Your goal = Search the data below for the string "collection". Extract every line that contains it.

*** Opening of Data to process ***

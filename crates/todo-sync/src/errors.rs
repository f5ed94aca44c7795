//! Synchronizer error types.

use todo_core::{BackendError, TaskId};

/// Errors returned by synchronizer operations.
///
/// Apart from [`SyncError::NotFound`], a failed operation is also recorded in
/// the snapshot's `error` field.
#[derive(Debug, thiserror::Error)]
pub enum SyncError {
    /// No identity is signed in.
    #[error("please sign in first")]
    Unauthenticated,

    /// The signed-in identity may not perform this mutation.
    #[error("{0}")]
    Unauthorized(String),

    /// The task is not in the local collection.
    #[error("task not found: {0}")]
    NotFound(TaskId),

    /// Input was rejected before any local or backend change.
    #[error("invalid input: {0}")]
    InvalidInput(String),

    /// The data service rejected the call.
    #[error("{0}")]
    Backend(#[from] BackendError),

    /// Some of the per-task updates of a reorder failed.
    #[error("reorder failed for {failed} of {total} tasks: {first}")]
    Reorder {
        /// Number of failed updates.
        failed: usize,
        /// Number of updates issued.
        total: usize,
        /// The first failure observed.
        first: BackendError,
    },

    /// The push channel could not be opened.
    #[error("push channel unavailable: {0}")]
    Subscribe(BackendError),
}

// ─────────────────────────────────────────────────────────────────────────────
// Tests
// ─────────────────────────────────────────────────────────────────────────────
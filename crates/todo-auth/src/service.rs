//! Auth service contract.
//!
//! The hosted auth service owns signup, signin, session persistence and email
//! confirmation. Implementations live in `todo-backend`; tests use mocks.

use async_trait::async_trait;
use tokio::sync::broadcast;
use todo_core::{BackendError, Identity};

use crate::types::{ResendKind, Session, SessionChange, SignUpOutcome};

/// Client-side handle to the auth service.
#[async_trait]
pub trait AuthService: Send + Sync {
    /// The persisted session, if one survives from a previous run.
    async fn get_session(&self) -> Result<Option<Session>, BackendError>;

    /// Subscribe to session changes made anywhere (this client, token
    /// refresh, revocation). Dropping the receiver unsubscribes.
    fn on_session_change(&self) -> broadcast::Receiver<SessionChange>;

    /// Register a new user.
    async fn sign_up(&self, email: &str, password: &str) -> Result<SignUpOutcome, BackendError>;

    /// Authenticate with email and password.
    async fn sign_in_with_password(
        &self,
        email: &str,
        password: &str,
    ) -> Result<Session, BackendError>;

    /// End the current session.
    async fn sign_out(&self) -> Result<(), BackendError>;

    /// Re-send a confirmation message.
    async fn resend(&self, kind: ResendKind, email: &str) -> Result<(), BackendError>;

    /// The user behind the current session, verified by the service.
    async fn get_user(&self) -> Result<Option<Identity>, BackendError>;
}
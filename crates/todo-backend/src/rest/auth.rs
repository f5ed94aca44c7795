//! Auth surface (`/auth/v1`) and session persistence.

use async_trait::async_trait;
use chrono::Utc;
use reqwest::Method;
use serde::Deserialize;
use serde_json::{Value, json};
use tokio::sync::broadcast;
use todo_auth::{AuthChangeEvent, AuthService, ResendKind, Session, SessionChange, SignUpOutcome};
use todo_core::{BackendError, Identity};
use tracing::{debug, info, instrument, warn};

use super::RestBackend;
use super::client::{check, read_json, transport_error};
use super::session_file;

/// Token grant response.
#[derive(Debug, Deserialize)]
struct TokenResponse {
    access_token: String,
    refresh_token: String,
    #[serde(default)]
    expires_in: i64,
    #[serde(default)]
    expires_at: Option<i64>,
    user: Identity,
}

impl TokenResponse {
    fn into_session(self) -> Session {
        let expires_at = self
            .expires_at
            .unwrap_or_else(|| Utc::now().timestamp() + self.expires_in);
        Session {
            access_token: self.access_token,
            refresh_token: self.refresh_token,
            expires_at,
            user: self.user,
        }
    }
}

impl RestBackend {
    /// Hold `session`, persist it, and announce `event`.
    fn install(&self, session: Session, event: AuthChangeEvent) {
        if let Some(path) = &self.inner.config.session_path {
            if let Err(e) = session_file::save_session(path, &session) {
                warn!(error = %e, "session not persisted");
            }
        }
        *self.inner.session.write() = Some(session.clone());
        let _ = self
            .inner
            .session_changes
            .send(SessionChange::signed_in(event, session));
    }

    /// Drop the session from memory and disk, and announce the sign-out.
    fn discard(&self) {
        *self.inner.session.write() = None;
        if let Some(path) = &self.inner.config.session_path {
            session_file::clear_session(path);
        }
        let _ = self.inner.session_changes.send(SessionChange::signed_out());
    }

    async fn grant(&self, grant_type: &str, body: Value) -> Result<Session, BackendError> {
        let resp = self
            .request(Method::POST, "/auth/v1/token")
            .query(&[("grant_type", grant_type)])
            .json(&body)
            .send()
            .await
            .map_err(|e| transport_error(&e))?;
        let token: TokenResponse = read_json(resp).await?;
        Ok(token.into_session())
    }

    /// Trade the refresh token for a new session.
    #[instrument(skip_all)]
    pub async fn refresh_session(&self, session: &Session) -> Result<Session, BackendError> {
        self.grant(
            "refresh_token",
            json!({ "refresh_token": session.refresh_token }),
        )
        .await
    }
}

#[async_trait]
impl AuthService for RestBackend {
    #[instrument(skip_all)]
    async fn get_session(&self) -> Result<Option<Session>, BackendError> {
        let held = self.current_session();
        let restored = held.is_none();
        let candidate = held.or_else(|| {
            self.inner
                .config
                .session_path
                .as_deref()
                .and_then(session_file::load_session)
        });
        let Some(session) = candidate else {
            return Ok(None);
        };

        if !session.is_expired_at(Utc::now()) {
            if restored {
                debug!(user_id = %session.user.id, "restored persisted session");
                *self.inner.session.write() = Some(session.clone());
            }
            return Ok(Some(session));
        }

        match self.refresh_session(&session).await {
            Ok(fresh) => {
                info!(user_id = %fresh.user.id, "session refreshed");
                self.install(fresh.clone(), AuthChangeEvent::TokenRefreshed);
                Ok(Some(fresh))
            }
            // Offline: keep the stale session for a later attempt.
            Err(e) if e.status == 0 => Err(e),
            Err(e) => {
                warn!(error = %e, "session refresh rejected, signing out");
                self.discard();
                Ok(None)
            }
        }
    }

    fn on_session_change(&self) -> broadcast::Receiver<SessionChange> {
        self.inner.session_changes.subscribe()
    }

    #[instrument(skip_all)]
    async fn sign_up(&self, email: &str, password: &str) -> Result<SignUpOutcome, BackendError> {
        let resp = self
            .request(Method::POST, "/auth/v1/signup")
            .json(&json!({ "email": email, "password": password }))
            .send()
            .await
            .map_err(|e| transport_error(&e))?;
        let body: Value = read_json(resp).await?;

        // With auto-confirm the service answers with a token grant; otherwise
        // with the pending user alone.
        if body.get("access_token").is_some() {
            let token: TokenResponse = serde_json::from_value(body)
                .map_err(|e| BackendError::new(format!("unexpected sign-up response: {e}")))?;
            let session = token.into_session();
            self.install(session.clone(), AuthChangeEvent::SignedIn);
            return Ok(SignUpOutcome {
                user: Some(session.user.clone()),
                session: Some(session),
            });
        }

        let user_json = body.get("user").cloned().unwrap_or(body);
        let user = serde_json::from_value::<Identity>(user_json).ok();
        Ok(SignUpOutcome {
            user,
            session: None,
        })
    }

    #[instrument(skip_all)]
    async fn sign_in_with_password(&self, email: &str, password: &str) -> Result<Session, BackendError> {
        let session = self
            .grant("password", json!({ "email": email, "password": password }))
            .await?;
        self.install(session.clone(), AuthChangeEvent::SignedIn);
        Ok(session)
    }

    #[instrument(skip_all)]
    async fn sign_out(&self) -> Result<(), BackendError> {
        let result = if self.current_session().is_some() {
            match self.request(Method::POST, "/auth/v1/logout").send().await {
                Ok(resp) => check(resp).await.map(|_| ()),
                Err(e) => Err(transport_error(&e)),
            }
        } else {
            Ok(())
        };
        self.discard();
        result
    }

    #[instrument(skip_all)]
    async fn resend(&self, kind: ResendKind, email: &str) -> Result<(), BackendError> {
        let resp = self
            .request(Method::POST, "/auth/v1/resend")
            .json(&json!({ "type": kind, "email": email }))
            .send()
            .await
            .map_err(|e| transport_error(&e))?;
        let _ = check(resp).await?;
        Ok(())
    }

    #[instrument(skip_all)]
    async fn get_user(&self) -> Result<Option<Identity>, BackendError> {
        if self.current_session().is_none() {
            return Ok(None);
        }
        let resp = self
            .request(Method::GET, "/auth/v1/user")
            .send()
            .await
            .map_err(|e| transport_error(&e))?;
        if resp.status() == reqwest::StatusCode::UNAUTHORIZED {
            return Ok(None);
        }
        read_json(resp).await.map(Some)
    }
}

// ─────────────────────────────────────────────────────────────────────────────
// Tests
// ─────────────────────────────────────────────────────────────────────────────
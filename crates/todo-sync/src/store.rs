//! Data service contract for the task table.

use async_trait::async_trait;
use todo_core::{BackendError, NewTask, Task, TaskId, TaskPatch};

/// Client-side handle to the task table.
///
/// All tasks are visible to every authenticated user; write permissions are
/// enforced by the service's access policy.
#[async_trait]
pub trait TaskStore: Send + Sync {
    /// Every task, ordered by category then `sort_order`.
    async fn select_all(&self) -> Result<Vec<Task>, BackendError>;

    /// Insert and return the created row (authoritative id and timestamps).
    async fn insert(&self, task: &NewTask) -> Result<Task, BackendError>;

    /// Apply `patch` to the row with `id` and return the updated row.
    async fn update(&self, id: &TaskId, patch: &TaskPatch) -> Result<Task, BackendError>;

    /// Delete the row with `id`.
    async fn delete(&self, id: &TaskId) -> Result<(), BackendError>;
}
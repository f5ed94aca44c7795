//! # todo-sync
//!
//! Client-side synchronization of the shared task table.
//!
//! - [`TaskStore`] / [`ChangeFeed`]: contracts for the data service and its
//!   push channel
//! - [`TaskSynchronizer`]: local ordered collection with optimistic toggle,
//!   delete and reorder
//! - [`LiveUpdates`]: refetch-on-change loop bound to a channel subscription
//!
//! The synchronizer reads the signed-in identity through
//! [`todo_core::IdentitySource`].

#![deny(unsafe_code)]

pub mod collection;
pub mod errors;
pub mod feed;
pub mod live;
pub mod optimistic;
pub mod store;
pub mod synchronizer;

#[cfg(test)]
mod testing;

pub use collection::{TaskList, TaskSnapshot};
pub use errors::SyncError;
pub use feed::{ChangeEvent, ChangeFeed, ChangeKind, ChangeStream};
pub use live::LiveUpdates;
pub use optimistic::{Compensation, OptimisticChange};
pub use store::TaskStore;
pub use synchronizer::TaskSynchronizer;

*** Close of Data to process ***

Completed task =
    /// The task is not in the local collection.
//! - [`TaskSynchronizer`]: local ordered collection with optimistic toggle,
pub mod collection;
pub use collection::{TaskList, TaskSnapshot};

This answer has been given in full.